O resultado operacional da divisão de carros caiu cerca de 94%, de 783 milhões para 49 milhões de euros. A explicação está em 704 milhões de euros de perdas reconhecidas em participações que a marca tem em empresas chinesas — um ajuste de valor no balanço, que não tirou dinheiro do caixa. Descontado esse efeito, o lucro da divisão recuou 26%, para 909 milhões de euros, e a margem passou de 5,1% para 4% das vendas, dentro da meta da companhia.
A perda de espaço, porém, é real. Foram 417.765 carros vendidos no trimestre, contra 453.674 um ano antes. Na China, os emplacamentos caíram 30%, pressionados pela concorrência das marcas locais e pela demanda fraca. Na Europa, as vendas subiram 4%; nos Estados Unidos, 10%. Sem a China, o volume global teria crescido 2%.

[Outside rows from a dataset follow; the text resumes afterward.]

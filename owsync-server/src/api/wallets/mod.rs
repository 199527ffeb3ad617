//! Wallet API handlers.
//!
//! These endpoints are called on behalf of an authenticated user; identity
//! arrives via the headers read by
//! [`AuthenticatedPrincipal`](crate::api::extractors::AuthenticatedPrincipal).
//!
//! # Endpoints
//!
//! - `POST /wallets/connect` – ingest a batch of wallet connections
//! - `GET  /wallets`         – list the principal's wallets with holdings

use axum::{
    Router,
    http::StatusCode,
    response::IntoResponse,
    routing::{get, post},
};
use owsync_core::gateway::StoreError;
use owsync_core::processors::SyncedWallet;
use owsync_sdk::objects::{TokenBalanceData, WalletData};
use time::format_description::well_known::Rfc3339;

use crate::state::AppState;

mod connect_wallets;
mod list_wallets;

/// Build the Wallet API router.
pub fn router() -> Router<AppState> {
    Router::new()
        .route("/wallets/connect", post(connect_wallets::connect_wallets))
        .route("/wallets", get(list_wallets::list_wallets))
}

/// Convert a synced wallet (DB model) into a `WalletData` (API model).
fn to_wallet_data(synced: &SyncedWallet) -> WalletData {
    let wallet = &synced.wallet;
    WalletData {
        id: wallet.id,
        address: wallet.address.clone(),
        blockchain: wallet.blockchain.clone(),
        provider: wallet.provider.clone(),
        provider_image: wallet.provider_image.clone(),
        balance: wallet.balance.normalize().to_string(),
        updated_at: wallet
            .updated_at
            .assume_utc()
            .format(&Rfc3339)
            .unwrap_or_default(),
        token_balances: synced
            .holdings
            .iter()
            .map(|holding| TokenBalanceData {
                token_name: holding.token_name.clone(),
                balance: holding.balance.normalize().to_string(),
                icon: None,
            })
            .collect(),
    }
}

// ---------------------------------------------------------------------------
// Error handling
// ---------------------------------------------------------------------------

/// Errors that can occur in Wallet API handlers.
#[derive(Debug)]
enum WalletApiError {
    /// The persistence collaborator failed; the whole request fails.
    Store(StoreError),
    /// The request body carries no wallet connections.
    EmptyWalletList,
}

impl From<StoreError> for WalletApiError {
    fn from(error: StoreError) -> Self {
        WalletApiError::Store(error)
    }
}

impl IntoResponse for WalletApiError {
    fn into_response(self) -> axum::response::Response {
        match self {
            WalletApiError::Store(e) => {
                tracing::error!(error = %e, "Wallet API storage error");
                (StatusCode::INTERNAL_SERVER_ERROR, "internal server error").into_response()
            }
            WalletApiError::EmptyWalletList => {
                (StatusCode::BAD_REQUEST, "wallet list is empty").into_response()
            }
        }
    }
}

#[cfg(test)]
mod tests {
    use super::*;
    use owsync_core::entities::token_holding::TokenHoldingRecord;
    use owsync_core::entities::wallet::WalletRecord;
    use owsync_core::processors::SyncOutcome;
    use rust_decimal::Decimal;
    use uuid::Uuid;

    fn midnight_2025() -> time::PrimitiveDateTime {
        let date = time::Date::from_calendar_date(2025, time::Month::January, 1).unwrap();
        time::PrimitiveDateTime::new(date, time::Time::MIDNIGHT)
    }

    #[test]
    fn test_wallet_data_mapping() {
        let wallet_id = Uuid::new_v4();
        let timestamp = midnight_2025();
        let synced = SyncedWallet {
            wallet: WalletRecord {
                id: wallet_id,
                address: "0xABC".to_string(),
                provider: "MetaMask".into(),
                blockchain: "ethereum".into(),
                balance: Decimal::new(15, 1),
                user_id: Some(Uuid::new_v4()),
                company_id: None,
                provider_image: None,
                created_at: timestamp,
                updated_at: timestamp,
            },
            holdings: vec![TokenHoldingRecord {
                id: 1,
                wallet_id,
                token_name: "USD Coin".to_string(),
                symbol: "USDC".into(),
                balance: Decimal::from(250),
                created_at: timestamp,
            }],
            outcome: SyncOutcome::Cached,
        };

        let data = to_wallet_data(&synced);
        assert_eq!(data.id, wallet_id);
        assert_eq!(data.balance, "1.5");
        assert_eq!(data.updated_at, "2025-01-01T00:00:00Z");
        assert_eq!(data.token_balances.len(), 1);
        assert_eq!(data.token_balances[0].token_name, "USD Coin");
        assert_eq!(data.token_balances[0].balance, "250");
    }
}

Por isso a empresa passou a projetar receita e vendas de automóveis ligeiramente abaixo das de 2025. Manteve a meta de rentabilidade para o ano e elevou para 23% a 25% a fatia esperada de eletrificados. As ações subiram mais de 5% em Frankfurt.
Duas frentes ajudaram a segurar o balanço: o braço de serviços financeiros, com alta de 70% no lucro operacional ajustado, a 492 milhões de euros, e os 417 milhões obtidos com a venda de parte da participação na Daimler Truck. No portfólio, o alívio veio dos elétricos, com 52.852 unidades vendidas, 51% mais que um ano antes.
O balanço não abre dados do Brasil, onde a marca vende automóveis de passeio apenas importados desde que encerrou a produção em Iracemápolis (SP) e vendeu a fábrica à chinesa GWM.